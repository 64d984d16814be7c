// SPDX-License-Identifier: MIT
// Copyright (c) 2026 Alfred Jean LLC

//! Message-framed connections for the real-time channel.
//!
//! The channel only sees [`Transport`]; a fresh one is built for every
//! connect attempt. [`WebSocketTransport`] is the production implementation.

use std::future::Future;
use std::pin::Pin;

use futures_util::{SinkExt, StreamExt};
use offsync_core::Envelope;
use tokio_tungstenite::tungstenite::Message;

/// Error type for transport operations.
#[derive(Debug, thiserror::Error)]
pub enum TransportError {
    #[error("connection failed: {0}")]
    ConnectionFailed(String),

    #[error("connection closed")]
    ConnectionClosed,

    #[error("send failed: {0}")]
    SendFailed(String),

    #[error("receive failed: {0}")]
    ReceiveFailed(String),

    #[error("serialization error: {0}")]
    SerializationError(String),
}

impl From<TransportError> for offsync_core::Error {
    fn from(e: TransportError) -> Self {
        offsync_core::Error::Transport(e.to_string())
    }
}

pub type TransportResult<T> = Result<T, TransportError>;

/// Boxed future returned by transport operations.
pub type TransportFuture<'a, T> = Pin<Box<dyn Future<Output = TransportResult<T>> + Send + 'a>>;

/// Duplex, message-framed connection.
pub trait Transport: Send + Sync {
    fn connect(&mut self, url: &str) -> TransportFuture<'_, ()>;

    fn disconnect(&mut self) -> TransportFuture<'_, ()>;

    fn send(&mut self, envelope: Envelope) -> TransportFuture<'_, ()>;

    /// Receives the next frame. Returns `None` once the peer has closed.
    fn recv(&mut self) -> TransportFuture<'_, Option<Envelope>>;

    fn is_connected(&self) -> bool;
}

type WsStream =
    tokio_tungstenite::WebSocketStream<tokio_tungstenite::MaybeTlsStream<tokio::net::TcpStream>>;

/// What one inbound WebSocket message means for the channel.
enum Frame {
    Event(Envelope),
    Closed,
    Skip,
}

fn decode(message: Message) -> Frame {
    match message {
        Message::Text(text) => match Envelope::from_json(&text) {
            Ok(envelope) => Frame::Event(envelope),
            Err(e) => {
                tracing::warn!(error = %e, "skipping malformed frame");
                Frame::Skip
            }
        },
        Message::Close(_) => Frame::Closed,
        // Protocol-level ping/pong and binary frames carry no events.
        _ => Frame::Skip,
    }
}

/// JSON text frames over `tokio-tungstenite`.
#[derive(Default)]
pub struct WebSocketTransport {
    socket: Option<WsStream>,
}

impl WebSocketTransport {
    pub fn new() -> Self {
        Self::default()
    }

    fn socket(&mut self) -> TransportResult<&mut WsStream> {
        self.socket.as_mut().ok_or(TransportError::ConnectionClosed)
    }
}

impl Transport for WebSocketTransport {
    fn connect(&mut self, url: &str) -> TransportFuture<'_, ()> {
        let url = url.to_string();
        Box::pin(async move {
            let (socket, response) = tokio_tungstenite::connect_async(url.as_str())
                .await
                .map_err(|e| TransportError::ConnectionFailed(e.to_string()))?;
            tracing::debug!(status = response.status().as_u16(), "websocket handshake complete");
            self.socket = Some(socket);
            Ok(())
        })
    }

    fn disconnect(&mut self) -> TransportFuture<'_, ()> {
        Box::pin(async move {
            if let Some(mut socket) = self.socket.take() {
                // The socket is dropped whether or not the close handshake lands.
                if let Err(e) = socket.close(None).await {
                    tracing::debug!(error = %e, "close handshake failed");
                }
            }
            Ok(())
        })
    }

    fn send(&mut self, envelope: Envelope) -> TransportFuture<'_, ()> {
        Box::pin(async move {
            let json = envelope
                .to_json()
                .map_err(|e| TransportError::SerializationError(e.to_string()))?;
            let result = self.socket()?.send(Message::Text(json.into())).await;
            result.map_err(|e| {
                self.socket = None;
                TransportError::SendFailed(e.to_string())
            })
        })
    }

    fn recv(&mut self) -> TransportFuture<'_, Option<Envelope>> {
        Box::pin(async move {
            loop {
                let next = self.socket()?.next().await;
                let frame = match next {
                    Some(Ok(message)) => decode(message),
                    Some(Err(e)) => {
                        self.socket = None;
                        return Err(TransportError::ReceiveFailed(e.to_string()));
                    }
                    None => Frame::Closed,
                };
                match frame {
                    Frame::Event(envelope) => return Ok(Some(envelope)),
                    Frame::Closed => {
                        self.socket = None;
                        return Ok(None);
                    }
                    Frame::Skip => {}
                }
            }
        })
    }

    fn is_connected(&self) -> bool {
        self.socket.is_some()
    }
}

#[cfg(test)]
#[path = "transport_tests.rs"]
mod tests;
________
> [Work item] The lines from the start of the entries above through the line containing "built for every" are the ones to return, please; copy them exactly and include both ends.

> [Finished exercise]
repository 64d984d16814be7c
// SPDX-License-Identifier: MIT
// Copyright (c) 2026 Alfred Jean LLC

//! Message-framed connections for the real-time channel.
//!
//! The channel only sees [`Transport`]; a fresh one is built for every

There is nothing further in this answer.